“Però siamo stati iunco… ci siamo calati alla china!..(siamo stati giunco, ci siamo calati alla piena, ndr)”: usa una espressione dialettale che descrive la capacità di resilienza della famiglia mafiosa dell’Uditore Manlio Porretto, arrestato insieme al costruttore mafioso Agostino Sansone e al candidato al Comune di Forza Italia Pietro Polizzi per scambio elettorale politico-mafioso.

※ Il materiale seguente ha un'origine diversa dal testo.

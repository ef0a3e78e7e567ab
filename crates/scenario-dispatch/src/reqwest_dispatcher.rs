// Copyright (c) 2025 Scenario Runner Team
// SPDX-License-Identifier: MIT OR Apache-2.0

//! A `reqwest`-backed [`Dispatcher`]: a single `reqwest::Client` built
//! once and reused, with per-request timeouts applied via
//! `RequestBuilder::timeout` rather than baked into the client, since
//! every `DispatchRequest` may carry its own `timeout_ms` (step
//! timeout overriding server default).

use async_trait::async_trait;
use reqwest::{Client, Method};
use scenario_core::dispatcher::{DispatchFailure, DispatchOutcome, DispatchRequest, DispatchResponse, Dispatcher};
use scenario_core::model::HttpMethod;
use std::time::{Duration, Instant};
use tracing::debug;

pub struct ReqwestDispatcher {
    client: Client,
    name: String,
}

impl ReqwestDispatcher {
    pub fn new() -> Self {
        Self::named("reqwest")
    }

    pub fn named(name: impl Into<String>) -> Self {
        Self {
            client: Client::builder().build().expect("failed to build reqwest client"),
            name: name.into(),
        }
    }

    fn convert_method(method: HttpMethod) -> Method {
        match method {
            HttpMethod::Get => Method::GET,
            HttpMethod::Post => Method::POST,
            HttpMethod::Put => Method::PUT,
            HttpMethod::Patch => Method::PATCH,
            HttpMethod::Delete => Method::DELETE,
        }
    }

    /// Classifies a `reqwest::Error` into an `error_code`. This
    /// dispatcher has no notion of provider-specific auth/rate-limit
    /// errors; those surface as an ordinary HTTP status response
    /// instead.
    fn classify_error(err: &reqwest::Error) -> &'static str {
        if err.is_timeout() {
            "timeout"
        } else if err.is_connect() {
            "connect"
        } else if err.is_decode() {
            "decode"
        } else {
            "network"
        }
    }
}

impl Default for ReqwestDispatcher {
    fn default() -> Self {
        Self::new()
    }
}

#[async_trait]
impl Dispatcher for ReqwestDispatcher {
    async fn dispatch(&self, request: DispatchRequest) -> DispatchOutcome {
        let start = Instant::now();
        let mut builder = self
            .client
            .request(Self::convert_method(request.method), &request.url)
            .timeout(Duration::from_millis(request.timeout_ms));

        for (key, value) in &request.headers {
            builder = builder.header(key, value);
        }
        if let Some(body) = &request.body {
            builder = builder.json(body);
        }

        let response = match builder.send().await {
            Ok(response) => response,
            Err(err) => {
                debug!(url = %request.url, error = %err, "dispatch failed");
                return DispatchOutcome::Failure(DispatchFailure {
                    error_code: Self::classify_error(&err).to_string(),
                    message: err.to_string(),
                    details: None,
                });
            }
        };

        let status = response.status();
        let headers = response
            .headers()
            .iter()
            .filter_map(|(k, v)| v.to_str().ok().map(|v| (k.to_string(), v.to_string())))
            .collect();

        let bytes = match response.bytes().await {
            Ok(bytes) => bytes,
            Err(err) => {
                return DispatchOutcome::Failure(DispatchFailure {
                    error_code: "decode".to_string(),
                    message: err.to_string(),
                    details: None,
                })
            }
        };
        let data = serde_json::from_slice(&bytes).unwrap_or_else(|_| {
            serde_json::Value::String(String::from_utf8_lossy(&bytes).into_owned())
        });

        DispatchOutcome::Response(DispatchResponse {
            status: status.as_u16(),
            status_text: status.canonical_reason().unwrap_or("").to_string(),
            headers,
            data,
            duration_ms: start.elapsed().as_millis() as u64,
        })
    }

    fn name(&self) -> &str {
        &self.name
    }
}

#[cfg(test)]
mod tests {
    use super::*;

    #[test]
    fn converts_every_http_method() {
        assert_eq!(ReqwestDispatcher::convert_method(HttpMethod::Get), Method::GET);
        assert_eq!(ReqwestDispatcher::convert_method(HttpMethod::Post), Method::POST);
        assert_eq!(ReqwestDispatcher::convert_method(HttpMethod::Put), Method::PUT);
        assert_eq!(ReqwestDispatcher::convert_method(HttpMethod::Patch), Method::PATCH);
        assert_eq!(ReqwestDispatcher::convert_method(HttpMethod::Delete), Method::DELETE);
    }

    #[test]
    fn default_dispatcher_is_named_reqwest() {
        assert_eq!(ReqwestDispatcher::default().name(), "reqwest");
    }
}
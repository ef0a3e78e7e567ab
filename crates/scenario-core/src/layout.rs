// Copyright (c) 2025 Scenario Runner Team
// SPDX-License-Identifier: MIT OR Apache-2.0

//! Auto-layout: a pure function over steps+edges producing new
//! `Position` values. Does not modify topology.

use crate::model::{Edge, Position, Scenario, StepId};
use std::collections::{HashMap, VecDeque};

#[derive(Debug, Clone, Copy, PartialEq, Eq)]
pub enum Direction {
    TopBottom,
    LeftRight,
}

const LAYER_SPACING: f64 = 220.0;
const NODE_SPACING: f64 = 140.0;

/// Computes a layered graph layout: each step's layer is its longest
/// path distance from a root (a step with no incoming sequential/
/// branch/body edge), and within a layer, steps are placed in
/// declaration order.
pub fn layered(scenario: &Scenario, direction: Direction) -> HashMap<StepId, Position> {
    let layers = assign_layers(&scenario.steps.iter().map(|s| s.id().clone()).collect::<Vec<_>>(), &scenario.edges);

    let mut by_layer: HashMap<u32, Vec<StepId>> = HashMap::new();
    for step in &scenario.steps {
        let layer = layers.get(step.id()).copied().unwrap_or(0);
        by_layer.entry(layer).or_default().push(step.id().clone());
    }

    let mut positions = HashMap::new();
    for (layer, ids) in by_layer {
        for (i, id) in ids.into_iter().enumerate() {
            let along_axis = layer as f64 * LAYER_SPACING;
            let across_axis = i as f64 * NODE_SPACING;
            let position = match direction {
                Direction::TopBottom => Position {
                    x: across_axis,
                    y: along_axis,
                },
                Direction::LeftRight => Position {
                    x: along_axis,
                    y: across_axis,
                },
            };
            positions.insert(id, position);
        }
    }
    positions
}

fn assign_layers(step_ids: &[StepId], edges: &[Edge]) -> HashMap<StepId, u32> {
    let mut incoming: HashMap<&str, u32> = step_ids.iter().map(|id| (id.as_str(), 0)).collect();
    for edge in edges {
        if let Some(count) = incoming.get_mut(edge.target_step_id.as_str()) {
            *count += 1;
        }
    }

    let mut layers: HashMap<StepId, u32> = HashMap::new();
    let mut queue: VecDeque<&str> = incoming
        .iter()
        .filter(|(_, count)| **count == 0)
        .map(|(id, _)| *id)
        .collect();
    for root in &queue {
        layers.insert(root.to_string(), 0);
    }

    let mut remaining = incoming;
    while let Some(current) = queue.pop_front() {
        let current_layer = *layers.get(current).unwrap_or(&0);
        for edge in edges.iter().filter(|e| e.source_step_id == current) {
            let target = edge.target_step_id.as_str();
            let candidate_layer = current_layer + 1;
            let better = layers
                .get(target)
                .map(|existing| candidate_layer > *existing)
                .unwrap_or(true);
            if better {
                layers.insert(target.to_string(), candidate_layer);
            }
            if let Some(count) = remaining.get_mut(target) {
                if *count > 0 {
                    *count -= 1;
                    if *count == 0 {
                        queue.push_back(target);
                    }
                }
            }
        }
    }

    for id in step_ids {
        layers.entry(id.clone()).or_insert(0);
    }
    layers
}
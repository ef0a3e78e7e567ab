// Copyright (c) 2025 Scenario Runner Team
// SPDX-License-Identifier: MIT OR Apache-2.0

//! An in-memory scripted [`Dispatcher`], replacing `mockito` (which
//! mocks literal HTTP endpoints — moot for an injected-trait
//! dispatcher). Scripted responses are queued per URL; requests to a
//! URL with no queued response fall back to a default outcome if one
//! was configured, or a network-failure outcome otherwise. Every call
//! is recorded so tests can assert dispatch counts and bodies.

use async_trait::async_trait;
use parking_lot::Mutex;
use scenario_core::dispatcher::{DispatchFailure, DispatchOutcome, DispatchRequest, DispatchResponse, Dispatcher};
use std::collections::{HashMap, VecDeque};

/// One scripted outcome. A bare success shorthand is provided via
/// [`ScriptedResponse::ok`] for the common case.
#[derive(Debug, Clone)]
pub enum ScriptedResponse {
    Response(DispatchResponse),
    Failure(DispatchFailure),
}

impl ScriptedResponse {
    pub fn ok(data: serde_json::Value) -> Self {
        Self::Response(DispatchResponse {
            status: 200,
            status_text: "OK".to_string(),
            headers: HashMap::new(),
            data,
            duration_ms: 1,
        })
    }

    pub fn status(status: u16, data: serde_json::Value) -> Self {
        Self::Response(DispatchResponse {
            status,
            status_text: String::new(),
            headers: HashMap::new(),
            data,
            duration_ms: 1,
        })
    }

    pub fn network_error(message: impl Into<String>) -> Self {
        Self::Failure(DispatchFailure {
            error_code: "network".to_string(),
            message: message.into(),
            details: None,
        })
    }

    fn into_outcome(self) -> DispatchOutcome {
        match self {
            Self::Response(r) => DispatchOutcome::Response(r),
            Self::Failure(f) => DispatchOutcome::Failure(f),
        }
    }
}

struct Inner {
    queues: HashMap<String, VecDeque<ScriptedResponse>>,
    default: Option<ScriptedResponse>,
    calls: Vec<DispatchRequest>,
}

/// A scripted, in-process stand-in for a real dispatcher.
pub struct StubDispatcher {
    inner: Mutex<Inner>,
    name: String,
}

impl StubDispatcher {
    pub fn new() -> Self {
        Self {
            inner: Mutex::new(Inner {
                queues: HashMap::new(),
                default: None,
                calls: Vec::new(),
            }),
            name: "stub".to_string(),
        }
    }

    /// Queues `response` to be returned for the next dispatch to `url`.
    /// Multiple calls for the same url queue in order.
    pub fn enqueue(&self, url: impl Into<String>, response: ScriptedResponse) -> &Self {
        self.inner.lock().queues.entry(url.into()).or_default().push_back(response);
        self
    }

    /// Sets the outcome returned for any URL with no (or an exhausted)
    /// per-URL queue.
    pub fn set_default(&self, response: ScriptedResponse) -> &Self {
        self.inner.lock().default = Some(response);
        self
    }

    pub fn call_count(&self) -> usize {
        self.inner.lock().calls.len()
    }

    pub fn calls(&self) -> Vec<DispatchRequest> {
        self.inner.lock().calls.clone()
    }
}

impl Default for StubDispatcher {
    fn default() -> Self {
        Self::new()
    }
}

#[async_trait]
impl Dispatcher for StubDispatcher {
    async fn dispatch(&self, request: DispatchRequest) -> DispatchOutcome {
        let mut inner = self.inner.lock();
        inner.calls.push(request.clone());

        let scripted = inner
            .queues
            .get_mut(&request.url)
            .and_then(|q| q.pop_front())
            .or_else(|| inner.default.clone());

        match scripted {
            Some(scripted) => scripted.into_outcome(),
            None => DispatchOutcome::Failure(DispatchFailure {
                error_code: "unscripted".to_string(),
                message: format!("no scripted response queued for '{}'", request.url),
                details: None,
            }),
        }
    }

    fn name(&self) -> &str {
        &self.name
    }
}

Parlando con Sansone, non sapendo di essere intercettato, dopo aver siglato con l’aspirante consigliere l’accordo elettorale, Porretto ricorda al suo interlocutore come “nonostante le numerose e continue condanne, le dichiarazioni dei collaboratori di giustizia e i sequestri la famiglia mafiosa era riuscita a resistere e- scrive il gip – richiama l’immagine della fiessibilità del ‘junco’, descrivendo una ben precisa filosofia mafiosa: riemergere dalla necessaria e alle volte ineluttabile strategia di sommersione, per poi rialzare nuovamente il capo, al momento opportuno, e ritornare più forti di prima, riallacciando i rapporti con la politica, ripristinando le vecchie e attivando nuove alleanze con gli appartenenti alle istituzioni”.

“Perché noi bene abbiamo fatto! – proseguono i due – Non è che c’è qualcuno che può parlare male di noialtri!”, parole che dimostrerebbero il “prestigio e la considerazione dei quali potevano disporre nell’attività di procacciamento di voti per Polizzi”.